== Given information ==

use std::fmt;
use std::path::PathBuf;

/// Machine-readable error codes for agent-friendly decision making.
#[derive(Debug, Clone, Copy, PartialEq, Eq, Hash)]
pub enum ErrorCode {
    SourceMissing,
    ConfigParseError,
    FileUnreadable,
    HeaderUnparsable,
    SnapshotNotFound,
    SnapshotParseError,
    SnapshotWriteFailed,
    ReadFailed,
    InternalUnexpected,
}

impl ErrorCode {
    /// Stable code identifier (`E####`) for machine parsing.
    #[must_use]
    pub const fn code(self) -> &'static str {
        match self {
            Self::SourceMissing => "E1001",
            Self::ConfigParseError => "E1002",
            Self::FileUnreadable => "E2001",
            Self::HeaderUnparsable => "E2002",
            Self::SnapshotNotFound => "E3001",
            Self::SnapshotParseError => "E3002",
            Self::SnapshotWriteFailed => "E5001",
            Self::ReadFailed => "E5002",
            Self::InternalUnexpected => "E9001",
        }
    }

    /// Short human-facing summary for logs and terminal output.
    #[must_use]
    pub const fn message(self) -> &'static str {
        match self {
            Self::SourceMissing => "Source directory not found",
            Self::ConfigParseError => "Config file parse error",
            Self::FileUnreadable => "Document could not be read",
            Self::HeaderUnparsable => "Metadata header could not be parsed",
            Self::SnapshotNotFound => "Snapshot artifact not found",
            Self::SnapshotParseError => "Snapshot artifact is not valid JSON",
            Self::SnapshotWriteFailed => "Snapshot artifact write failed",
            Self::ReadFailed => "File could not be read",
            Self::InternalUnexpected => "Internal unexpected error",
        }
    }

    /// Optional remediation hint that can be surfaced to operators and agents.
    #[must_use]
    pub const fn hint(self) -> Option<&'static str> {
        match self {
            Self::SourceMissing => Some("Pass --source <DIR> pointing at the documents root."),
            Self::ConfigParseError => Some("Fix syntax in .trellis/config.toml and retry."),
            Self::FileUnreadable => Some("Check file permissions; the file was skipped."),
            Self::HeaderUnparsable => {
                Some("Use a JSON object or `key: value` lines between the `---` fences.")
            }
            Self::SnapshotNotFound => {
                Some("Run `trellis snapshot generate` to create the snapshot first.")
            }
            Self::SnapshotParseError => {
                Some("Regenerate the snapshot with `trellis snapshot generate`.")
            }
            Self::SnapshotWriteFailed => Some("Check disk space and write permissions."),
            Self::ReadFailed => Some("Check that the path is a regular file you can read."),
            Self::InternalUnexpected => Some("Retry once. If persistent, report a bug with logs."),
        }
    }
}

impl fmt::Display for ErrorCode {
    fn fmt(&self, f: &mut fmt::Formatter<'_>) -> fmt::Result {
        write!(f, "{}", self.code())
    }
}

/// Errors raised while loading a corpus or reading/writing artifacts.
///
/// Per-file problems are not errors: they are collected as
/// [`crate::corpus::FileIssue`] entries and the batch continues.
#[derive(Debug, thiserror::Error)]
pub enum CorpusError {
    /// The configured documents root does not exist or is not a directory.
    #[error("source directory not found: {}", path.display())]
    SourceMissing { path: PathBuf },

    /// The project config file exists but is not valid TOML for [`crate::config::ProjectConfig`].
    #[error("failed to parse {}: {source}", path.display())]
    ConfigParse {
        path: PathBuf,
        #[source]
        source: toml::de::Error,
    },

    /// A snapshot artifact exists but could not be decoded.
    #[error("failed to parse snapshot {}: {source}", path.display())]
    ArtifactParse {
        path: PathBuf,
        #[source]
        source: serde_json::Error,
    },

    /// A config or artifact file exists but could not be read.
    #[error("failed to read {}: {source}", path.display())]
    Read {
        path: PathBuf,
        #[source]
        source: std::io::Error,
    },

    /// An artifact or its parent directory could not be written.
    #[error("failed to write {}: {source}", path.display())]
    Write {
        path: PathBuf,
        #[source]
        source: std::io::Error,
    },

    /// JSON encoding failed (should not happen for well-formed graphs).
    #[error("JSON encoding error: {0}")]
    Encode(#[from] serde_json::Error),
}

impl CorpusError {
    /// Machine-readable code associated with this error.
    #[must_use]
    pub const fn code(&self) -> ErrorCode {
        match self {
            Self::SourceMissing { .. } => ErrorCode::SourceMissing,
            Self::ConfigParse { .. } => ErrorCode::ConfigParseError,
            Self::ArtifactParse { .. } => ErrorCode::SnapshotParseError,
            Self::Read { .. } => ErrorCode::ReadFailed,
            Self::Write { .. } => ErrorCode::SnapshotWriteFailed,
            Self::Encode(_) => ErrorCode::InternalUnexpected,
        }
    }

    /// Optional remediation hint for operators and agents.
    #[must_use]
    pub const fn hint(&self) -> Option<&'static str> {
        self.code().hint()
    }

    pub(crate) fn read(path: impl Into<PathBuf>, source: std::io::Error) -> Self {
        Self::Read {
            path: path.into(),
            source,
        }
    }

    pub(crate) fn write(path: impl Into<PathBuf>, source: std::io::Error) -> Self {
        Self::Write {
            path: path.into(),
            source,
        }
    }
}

===

Task item: When a line in the data contains "root", return it as written.

Exercise solution:
            Self::SourceMissing => Some("Pass --source <DIR> pointing at the documents root."),
    /// The configured documents root does not exist or is not a directory.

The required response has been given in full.